C'est pourtant une excellente série. Les acteurs sont tous très bons. L'organisation même de cette série est originale : il n'y a que quatre scènes, toutes haletantes, une par épisode, avec chacune une unité de temps digne de la tragédie à l'âge classique. Aucune concession, aucune vulgarité. Et de l'Angleterre à l'état pur - par les lieux, les manières de parler, les détails sociaux.
Ce qui casse cette série, c'est le personnage du jeune garçon. Attendrissant, angélique, trop réfléchi, et finalement trop abouti, il rend l'histoire invraisemblable. C'est pourquoi malgré sa perfection, le troisième épisode, centré sur son état psychologique, m'a paru longuet : il sonne faux.

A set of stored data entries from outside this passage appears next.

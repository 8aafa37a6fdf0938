//! In-memory mirror of the store
//!
//! Best-effort, non-authoritative copies of balances, catalog items, and
//! charge keys for read fallback when the store is unavailable. The store
//! is always the source of truth: successful reads refresh the mirror,
//! successful writes invalidate the affected entries (never dual-write).
//!
//! Entries are DashMap-backed; there is no cross-entry locking. This is
//! acceptable only for the single-instance deployment this service targets.

use dashmap::DashMap;
use rust_decimal::Decimal;

use crate::db::models::{ChargeKeyRecord, ItemRecord};

/// Mirror cache holding the last known store state.
#[derive(Debug, Default)]
pub struct MirrorCache {
    balances: DashMap<i64, Decimal>,
    items: DashMap<String, ItemRecord>,
    keys: DashMap<String, ChargeKeyRecord>,
}

impl MirrorCache {
    pub fn new() -> Self {
        Self::default()
    }

    // ========== Balances ==========

    pub fn remember_balance(&self, user_id: i64, balance: Decimal) {
        self.balances.insert(user_id, balance);
    }

    pub fn balance_of(&self, user_id: i64) -> Option<Decimal> {
        self.balances.get(&user_id).map(|b| *b)
    }

    pub fn forget_balance(&self, user_id: i64) {
        self.balances.remove(&user_id);
    }

    // ========== Catalog ==========

    pub fn remember_item(&self, item: ItemRecord) {
        self.items.insert(item.key(), item);
    }

    pub fn remember_items(&self, items: &[ItemRecord]) {
        for item in items {
            self.remember_item(item.clone());
        }
    }

    pub fn item(&self, id: &str) -> Option<ItemRecord> {
        self.items.get(id).map(|i| i.clone())
    }

    /// Fallback listing of unsold items; order is unspecified.
    pub fn items_available(&self) -> Vec<ItemRecord> {
        self.items
            .iter()
            .filter(|entry| !entry.sold)
            .map(|entry| entry.clone())
            .collect()
    }

    pub fn forget_item(&self, id: &str) {
        self.items.remove(id);
    }

    // ========== Charge keys ==========

    pub fn remember_key(&self, key: ChargeKeyRecord) {
        self.keys.insert(key.code.clone(), key);
    }

    pub fn key(&self, code: &str) -> Option<ChargeKeyRecord> {
        self.keys.get(code).map(|k| k.clone())
    }

    pub fn forget_key(&self, code: &str) {
        self.keys.remove(code);
    }
}

#[cfg(test)]
mod tests {
    use super::*;
    use rust_decimal::Decimal;
    use shared::DeliveryMode;

    fn item(key: &str, sold: bool) -> ItemRecord {
        ItemRecord {
            id: Some(surrealdb::RecordId::from_table_key("item", key)),
            name: "acc".into(),
            price: Decimal::new(25, 0),
            seller_id: 1,
            seller_name: "seller".into(),
            category: "games".into(),
            hidden_payload: "user:pass".into(),
            delivery_mode: DeliveryMode::Instant,
            sold,
            buyer_id: sold.then_some(2),
            buyer_name: sold.then(|| "buyer".into()),
        }
    }

    #[test]
    fn balance_round_trip_and_invalidation() {
        let mirror = MirrorCache::new();
        mirror.remember_balance(7, Decimal::new(30, 0));
        assert_eq!(mirror.balance_of(7), Some(Decimal::new(30, 0)));
        mirror.forget_balance(7);
        assert_eq!(mirror.balance_of(7), None);
    }

    #[test]
    fn available_listing_excludes_sold() {
        let mirror = MirrorCache::new();
        mirror.remember_item(item("a", false));
        mirror.remember_item(item("b", true));
        let available = mirror.items_available();
        assert_eq!(available.len(), 1);
        assert_eq!(available[0].key(), "a");
    }
}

Je comprends que le réalisateur ait voulu accentuer le contraste entre la délicatesse du personnage et ce dont il est soupçonné. Je comprends qu'il veuille mettre le doute - coupable, innocent ? - dans l'esprit du spectateur. Peut-être a-t-il voulu prouver que "ça n'arrive pas qu'aux autres". Que les situations familiales, les réseaux sociaux peuvent transformer un enfant en meurtrier potentiel. Dommage, ce n'est pas la réalité. L'environnement joue, mais pas que.
La réalité, c'est que les enfants qui accomplissent ces actes (exception faite des schizophrènes) sont des cons : pas bien malins, assez perdus, noyés dans leurs glandes, et surtout sans imagination, sans capacité de se projeter dans autrui.
La diffusion scolaire de cette série, du fait de son réalisme, de sa proximité avec le quotidien, ne peut qu'inquiéter et perturber les enfants. Malheureusement une idée stupide de notre ministre de l’Éducation Nationale.